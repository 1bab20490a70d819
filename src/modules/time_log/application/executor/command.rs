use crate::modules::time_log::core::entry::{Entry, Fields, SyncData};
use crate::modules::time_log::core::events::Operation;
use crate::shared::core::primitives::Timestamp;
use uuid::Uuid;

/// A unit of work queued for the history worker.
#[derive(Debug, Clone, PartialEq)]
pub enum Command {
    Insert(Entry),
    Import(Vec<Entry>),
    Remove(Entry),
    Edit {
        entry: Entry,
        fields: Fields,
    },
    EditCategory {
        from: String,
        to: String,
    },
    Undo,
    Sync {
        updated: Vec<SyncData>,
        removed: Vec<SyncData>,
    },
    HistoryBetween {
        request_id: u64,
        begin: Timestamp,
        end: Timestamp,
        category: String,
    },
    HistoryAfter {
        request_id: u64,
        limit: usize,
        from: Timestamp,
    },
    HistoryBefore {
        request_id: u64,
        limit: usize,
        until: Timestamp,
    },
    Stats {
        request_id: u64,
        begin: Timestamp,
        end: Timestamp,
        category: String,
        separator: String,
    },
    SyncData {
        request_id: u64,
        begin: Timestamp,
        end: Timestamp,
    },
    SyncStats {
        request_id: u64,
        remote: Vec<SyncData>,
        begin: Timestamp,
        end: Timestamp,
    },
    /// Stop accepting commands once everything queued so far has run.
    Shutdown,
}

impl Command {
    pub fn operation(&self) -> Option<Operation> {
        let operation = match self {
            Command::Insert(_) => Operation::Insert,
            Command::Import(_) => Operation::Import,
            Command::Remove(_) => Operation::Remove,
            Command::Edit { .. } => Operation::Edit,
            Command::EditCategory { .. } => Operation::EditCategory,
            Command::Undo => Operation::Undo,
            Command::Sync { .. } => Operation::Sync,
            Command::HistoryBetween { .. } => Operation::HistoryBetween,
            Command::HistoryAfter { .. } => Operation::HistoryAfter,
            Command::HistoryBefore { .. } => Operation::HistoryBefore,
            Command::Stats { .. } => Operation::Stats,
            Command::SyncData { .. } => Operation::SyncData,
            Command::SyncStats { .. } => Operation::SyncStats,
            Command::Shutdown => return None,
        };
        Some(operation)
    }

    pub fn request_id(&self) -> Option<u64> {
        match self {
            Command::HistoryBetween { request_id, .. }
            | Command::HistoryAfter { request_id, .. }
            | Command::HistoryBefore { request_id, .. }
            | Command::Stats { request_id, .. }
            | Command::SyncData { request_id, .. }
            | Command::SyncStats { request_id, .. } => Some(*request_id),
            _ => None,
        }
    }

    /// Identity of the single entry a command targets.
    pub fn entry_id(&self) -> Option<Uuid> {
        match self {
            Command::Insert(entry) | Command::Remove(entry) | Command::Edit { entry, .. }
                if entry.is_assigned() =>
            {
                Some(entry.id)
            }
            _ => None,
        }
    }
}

---

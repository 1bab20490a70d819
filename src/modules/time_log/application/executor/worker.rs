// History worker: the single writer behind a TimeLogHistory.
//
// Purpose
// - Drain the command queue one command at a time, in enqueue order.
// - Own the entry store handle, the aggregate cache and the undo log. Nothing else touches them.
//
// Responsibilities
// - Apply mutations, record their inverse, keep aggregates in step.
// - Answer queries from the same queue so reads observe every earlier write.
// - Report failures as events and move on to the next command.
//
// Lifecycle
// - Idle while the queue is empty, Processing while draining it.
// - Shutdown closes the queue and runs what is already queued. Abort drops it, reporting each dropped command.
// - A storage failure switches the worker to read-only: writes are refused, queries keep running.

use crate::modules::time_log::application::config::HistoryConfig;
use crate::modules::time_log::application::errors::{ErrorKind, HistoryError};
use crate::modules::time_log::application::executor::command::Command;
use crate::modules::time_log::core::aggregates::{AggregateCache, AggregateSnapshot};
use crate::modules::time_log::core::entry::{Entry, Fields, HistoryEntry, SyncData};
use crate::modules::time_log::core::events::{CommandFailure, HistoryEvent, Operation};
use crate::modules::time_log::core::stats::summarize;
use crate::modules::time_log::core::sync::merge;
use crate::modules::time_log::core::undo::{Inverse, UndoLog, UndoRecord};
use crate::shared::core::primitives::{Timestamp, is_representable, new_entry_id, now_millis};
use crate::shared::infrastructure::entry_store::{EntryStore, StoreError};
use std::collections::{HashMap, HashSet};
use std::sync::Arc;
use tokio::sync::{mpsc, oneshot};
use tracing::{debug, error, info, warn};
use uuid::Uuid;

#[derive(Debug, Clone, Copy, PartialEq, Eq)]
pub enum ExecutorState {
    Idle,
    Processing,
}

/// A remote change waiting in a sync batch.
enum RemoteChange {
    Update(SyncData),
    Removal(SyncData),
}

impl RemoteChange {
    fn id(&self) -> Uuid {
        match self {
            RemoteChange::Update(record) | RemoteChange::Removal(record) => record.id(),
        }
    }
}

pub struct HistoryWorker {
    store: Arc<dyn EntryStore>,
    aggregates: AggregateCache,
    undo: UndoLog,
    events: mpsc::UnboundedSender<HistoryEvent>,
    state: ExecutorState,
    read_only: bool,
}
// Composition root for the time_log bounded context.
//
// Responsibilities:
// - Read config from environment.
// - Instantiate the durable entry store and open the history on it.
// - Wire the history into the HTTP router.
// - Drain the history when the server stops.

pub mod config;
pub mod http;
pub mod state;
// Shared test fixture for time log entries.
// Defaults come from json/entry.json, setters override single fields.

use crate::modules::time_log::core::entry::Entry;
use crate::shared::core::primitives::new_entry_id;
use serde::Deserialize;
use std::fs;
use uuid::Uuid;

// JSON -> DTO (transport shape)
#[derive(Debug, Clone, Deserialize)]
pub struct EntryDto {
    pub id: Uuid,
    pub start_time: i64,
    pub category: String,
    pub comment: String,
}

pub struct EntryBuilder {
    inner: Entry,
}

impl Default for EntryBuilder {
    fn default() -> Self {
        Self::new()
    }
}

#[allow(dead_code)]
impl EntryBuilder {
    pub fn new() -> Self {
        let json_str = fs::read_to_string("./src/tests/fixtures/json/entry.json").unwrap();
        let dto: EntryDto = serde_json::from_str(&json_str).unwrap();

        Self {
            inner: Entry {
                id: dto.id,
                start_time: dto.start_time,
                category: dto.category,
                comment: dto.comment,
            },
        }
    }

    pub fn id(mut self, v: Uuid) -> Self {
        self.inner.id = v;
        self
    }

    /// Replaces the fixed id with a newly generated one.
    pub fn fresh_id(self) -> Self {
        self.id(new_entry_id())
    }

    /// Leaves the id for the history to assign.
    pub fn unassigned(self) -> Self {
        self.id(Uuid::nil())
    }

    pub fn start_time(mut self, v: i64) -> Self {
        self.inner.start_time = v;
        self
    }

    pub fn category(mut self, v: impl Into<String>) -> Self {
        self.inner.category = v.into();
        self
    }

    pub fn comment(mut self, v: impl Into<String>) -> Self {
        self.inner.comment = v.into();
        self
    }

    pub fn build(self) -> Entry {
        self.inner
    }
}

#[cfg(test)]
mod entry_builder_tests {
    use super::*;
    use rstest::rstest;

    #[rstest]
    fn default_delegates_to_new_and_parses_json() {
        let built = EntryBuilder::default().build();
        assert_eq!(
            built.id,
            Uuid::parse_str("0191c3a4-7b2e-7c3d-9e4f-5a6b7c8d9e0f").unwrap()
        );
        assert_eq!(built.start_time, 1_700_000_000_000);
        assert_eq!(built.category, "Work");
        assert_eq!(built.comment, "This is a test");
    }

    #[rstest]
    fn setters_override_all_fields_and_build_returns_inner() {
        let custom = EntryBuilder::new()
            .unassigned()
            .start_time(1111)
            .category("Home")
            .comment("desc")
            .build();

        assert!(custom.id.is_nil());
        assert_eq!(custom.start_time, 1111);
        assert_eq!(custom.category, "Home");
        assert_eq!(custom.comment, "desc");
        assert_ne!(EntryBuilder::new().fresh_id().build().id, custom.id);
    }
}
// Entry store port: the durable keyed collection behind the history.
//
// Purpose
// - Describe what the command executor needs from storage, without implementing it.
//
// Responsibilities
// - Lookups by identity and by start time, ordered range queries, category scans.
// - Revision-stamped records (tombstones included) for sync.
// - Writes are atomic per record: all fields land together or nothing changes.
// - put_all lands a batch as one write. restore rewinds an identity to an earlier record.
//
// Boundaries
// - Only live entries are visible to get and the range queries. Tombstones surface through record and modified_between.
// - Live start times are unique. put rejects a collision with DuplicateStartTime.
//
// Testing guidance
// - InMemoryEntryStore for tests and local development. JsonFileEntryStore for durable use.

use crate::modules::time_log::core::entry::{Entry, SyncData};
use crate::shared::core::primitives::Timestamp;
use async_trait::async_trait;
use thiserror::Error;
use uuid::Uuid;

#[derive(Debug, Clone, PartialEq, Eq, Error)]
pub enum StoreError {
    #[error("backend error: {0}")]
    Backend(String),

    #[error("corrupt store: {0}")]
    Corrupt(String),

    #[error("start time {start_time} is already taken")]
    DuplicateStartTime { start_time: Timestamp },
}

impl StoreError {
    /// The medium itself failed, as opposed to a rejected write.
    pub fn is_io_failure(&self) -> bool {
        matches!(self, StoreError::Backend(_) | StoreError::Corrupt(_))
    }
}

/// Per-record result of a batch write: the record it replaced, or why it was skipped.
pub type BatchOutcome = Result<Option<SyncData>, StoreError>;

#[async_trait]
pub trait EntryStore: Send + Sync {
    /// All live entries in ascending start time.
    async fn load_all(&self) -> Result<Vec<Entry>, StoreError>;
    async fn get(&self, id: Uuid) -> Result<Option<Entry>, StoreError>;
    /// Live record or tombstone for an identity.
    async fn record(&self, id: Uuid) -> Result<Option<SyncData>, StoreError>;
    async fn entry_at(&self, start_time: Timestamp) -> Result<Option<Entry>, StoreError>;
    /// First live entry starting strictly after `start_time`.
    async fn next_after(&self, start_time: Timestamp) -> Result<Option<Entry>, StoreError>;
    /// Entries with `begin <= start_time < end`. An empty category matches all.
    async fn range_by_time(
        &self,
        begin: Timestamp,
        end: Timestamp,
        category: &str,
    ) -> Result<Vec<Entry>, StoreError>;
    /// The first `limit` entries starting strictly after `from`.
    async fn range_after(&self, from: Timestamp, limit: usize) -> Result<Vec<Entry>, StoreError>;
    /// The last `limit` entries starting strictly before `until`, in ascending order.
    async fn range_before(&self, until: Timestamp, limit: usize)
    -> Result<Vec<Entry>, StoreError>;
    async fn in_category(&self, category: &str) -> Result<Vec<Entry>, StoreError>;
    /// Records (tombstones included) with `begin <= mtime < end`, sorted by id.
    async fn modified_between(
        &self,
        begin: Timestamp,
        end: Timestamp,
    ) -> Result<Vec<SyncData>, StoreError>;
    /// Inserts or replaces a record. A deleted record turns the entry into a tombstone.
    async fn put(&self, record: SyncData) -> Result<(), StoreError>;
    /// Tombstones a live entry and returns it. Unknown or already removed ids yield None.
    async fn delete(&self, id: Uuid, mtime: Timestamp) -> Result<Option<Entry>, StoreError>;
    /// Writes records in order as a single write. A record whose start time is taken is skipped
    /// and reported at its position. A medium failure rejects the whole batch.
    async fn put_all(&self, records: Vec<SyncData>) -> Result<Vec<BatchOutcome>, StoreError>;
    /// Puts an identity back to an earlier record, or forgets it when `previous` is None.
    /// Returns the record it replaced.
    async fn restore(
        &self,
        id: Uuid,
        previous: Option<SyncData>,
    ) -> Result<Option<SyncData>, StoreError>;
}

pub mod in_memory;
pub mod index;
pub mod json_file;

* _Your task_
Nothing but a number should be given: the count of lines above that include the string "bool".

* _Solution_
2